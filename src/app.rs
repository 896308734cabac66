//! Top-level application orchestration.
//!
//! `src/main.rs` is intentionally tiny; this module is the "real main" that:
//! - loads `.env` and initialises logging
//! - parses CLI arguments
//! - resolves the dataset (with reference fallback)
//! - runs the estimator
//! - prints reports/plots
//! - writes optional exports

use clap::Parser;
use log::{debug, info};

use crate::cli::{Command, CurveArgs, FixtureArgs, PlotArgs, TuiArgs};
use crate::domain::KmConfig;
use crate::error::AppError;

pub mod pipeline;

/// Environment variable holding the `env_logger` filter.
pub const LOG_ENV: &str = "KM_LOG";

/// Entry point for the `km` binary.
pub fn run() -> Result<(), AppError> {
    // `.env` is optional; it may set KM_INPUT / KM_LOG.
    dotenvy::dotenv().ok();

    // We want `km` and `km -f data.csv` to behave like `km tui ...`.
    //
    // Clap requires a subcommand name, so we do a small, explicit rewrite of the
    // argv list before parsing.
    let argv = rewrite_args(std::env::args().collect());
    let cli = crate::cli::Cli::parse_from(argv);

    let default_filter = match cli.command {
        Command::Tui(_) => "off",
        _ => "warn",
    };
    init_logging(default_filter);
    debug!("parsed command: {:?}", cli.command);

    match cli.command {
        Command::Curve(args) => handle_curve(args),
        Command::Plot(args) => handle_plot(args),
        Command::Fixture(args) => handle_fixture(args),
        Command::Tui(args) => handle_tui(args),
    }
}

fn init_logging(default_filter: &str) {
    let env = env_logger::Env::default().filter_or(LOG_ENV, default_filter);
    // A second init (e.g. from tests) is harmless.
    let _ = env_logger::Builder::from_env(env).format_timestamp(None).try_init();
}

fn handle_curve(args: CurveArgs) -> Result<(), AppError> {
    let input = if args.reference {
        None
    } else if let Some(path) = &args.file {
        Some(crate::cli::picker::validate_csv_path(path)?)
    } else {
        crate::cli::picker::prompt_for_csv_path()?
    };

    let config = KmConfig {
        input,
        ..config_from_args(&args)
    };
    let run = pipeline::run_estimate(&config)?;

    println!("{}", crate::report::format_run_summary(&run.dataset, &run.curve));
    println!("{}", crate::report::format_curve_table(&run.curve));

    if config.preview_rows > 0 {
        if let Some(table) = &run.dataset.table {
            println!("{}", crate::report::format_preview(table, config.preview_rows));
        }
    }

    if config.plot {
        let plot = crate::plot::render_step_plot(
            &run.plot,
            config.plot_width,
            config.plot_height,
            config.censor_marks,
        );
        println!("{plot}");
    }

    // Optional exports.
    if let Some(path) = &config.export_table {
        crate::io::export::write_table_csv(path, &run.curve)?;
        info!("wrote product-limit table to {}", path.display());
    }
    if let Some(path) = &config.export_curve {
        crate::io::curve::write_curve_json(path, &run.curve, &run.dataset.source)?;
        info!("wrote curve JSON to {}", path.display());
    }

    Ok(())
}

fn handle_plot(args: PlotArgs) -> Result<(), AppError> {
    let saved = crate::io::curve::read_curve_json(&args.curve)?;
    println!("Curve: {} (generated {})", saved.source, saved.generated_at.to_rfc3339());
    let plot = crate::plot::render_ascii_plot(&saved.curve, args.width, args.height, args.censor_marks);
    println!("{plot}");
    Ok(())
}

fn handle_fixture(args: FixtureArgs) -> Result<(), AppError> {
    let rows = match args.count {
        None => crate::data::fixed_fixture(),
        Some(count) => crate::data::synthetic_fixture(&crate::data::FixtureSpec {
            count,
            seed: args.seed,
            median_survival: args.median,
            median_censoring: args.censor_median,
            follow_up: args.follow_up,
        })?,
    };
    crate::data::write_fixture_csv(&args.output, &rows)?;

    let events = rows.iter().filter(|r| r.event == 1).count();
    println!(
        "{} created successfully! ({} patients, {events} events)",
        args.output.display(),
        rows.len()
    );
    Ok(())
}

fn handle_tui(args: TuiArgs) -> Result<(), AppError> {
    let input = match &args.file {
        Some(path) => Some(crate::cli::picker::validate_csv_path(path)?),
        None => None,
    };
    crate::tui::run(input)
}

pub fn config_from_args(args: &CurveArgs) -> KmConfig {
    KmConfig {
        input: if args.reference { None } else { args.file.clone() },
        plot: args.plot && !args.no_plot,
        plot_width: args.width,
        plot_height: args.height,
        censor_marks: args.censor_marks,
        preview_rows: args.preview,
        export_table: args.export.clone(),
        export_curve: args.export_curve.clone(),
    }
}

/// Rewrite argv so `km` defaults to `km tui`.
///
/// Rules:
/// - `km`                      -> `km tui`
/// - `km -f data.csv ...`      -> `km tui -f data.csv ...`
/// - `km --help/--version/-h`  -> unchanged (show top-level help/version)
fn rewrite_args(mut argv: Vec<String>) -> Vec<String> {
    let Some(arg1) = argv.get(1).cloned() else {
        argv.push("tui".to_string());
        return argv;
    };

    let is_top_level_help_or_version = matches!(
        arg1.as_str(),
        "-h" | "--help" | "-V" | "--version" | "help"
    );
    if is_top_level_help_or_version {
        return argv;
    }

    let is_subcommand = matches!(arg1.as_str(), "curve" | "plot" | "fixture" | "tui");
    if is_subcommand {
        return argv;
    }

    // If the first token is a flag, treat it as "tui flags".
    if arg1.starts_with('-') {
        argv.insert(1, "tui".to_string());
        return argv;
    }

    // Otherwise, leave as-is.
    argv
}

#[cfg(test)]
mod tests {
    use super::*;
    use crate::cli::Cli;

    fn args(v: &[&str]) -> Vec<String> {
        v.iter().map(|s| s.to_string()).collect()
    }

    #[test]
    fn bare_invocation_opens_tui() {
        assert_eq!(rewrite_args(args(&["km"])), args(&["km", "tui"]));
        assert_eq!(
            rewrite_args(args(&["km", "-f", "x.csv"])),
            args(&["km", "tui", "-f", "x.csv"])
        );
        assert_eq!(rewrite_args(args(&["km", "--help"])), args(&["km", "--help"]));
        assert_eq!(
            rewrite_args(args(&["km", "curve", "--reference"])),
            args(&["km", "curve", "--reference"])
        );
    }

    #[test]
    fn curve_flags_resolve_into_config() {
        let cli = Cli::parse_from(args(&[
            "km", "curve", "--reference", "--no-plot", "--preview", "3", "--export", "t.csv",
        ]));
        let Command::Curve(curve_args) = cli.command else {
            panic!("expected curve subcommand");
        };
        let config = config_from_args(&curve_args);
        assert!(config.input.is_none());
        assert!(!config.plot);
        assert_eq!(config.preview_rows, 3);
        assert_eq!(config.export_table.as_deref(), Some(std::path::Path::new("t.csv")));
    }
}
■ ■ ■ ■
Exercise —
Reproduce the listing word for word from its first line up to and including the line with "pub fn run()". Give no other lines.

Response area —
filename src/app.rs
repository 896308734cabac66
//! Top-level application orchestration.
//!
//! `src/main.rs` is intentionally tiny; this module is the "real main" that:
//! - loads `.env` and initialises logging
//! - parses CLI arguments
//! - resolves the dataset (with reference fallback)
//! - runs the estimator
//! - prints reports/plots
//! - writes optional exports

use clap::Parser;
use log::{debug, info};

use crate::cli::{Command, CurveArgs, FixtureArgs, PlotArgs, TuiArgs};
use crate::domain::KmConfig;
use crate::error::AppError;

pub mod pipeline;

/// Environment variable holding the `env_logger` filter.
pub const LOG_ENV: &str = "KM_LOG";

/// Entry point for the `km` binary.
pub fn run() -> Result<(), AppError> {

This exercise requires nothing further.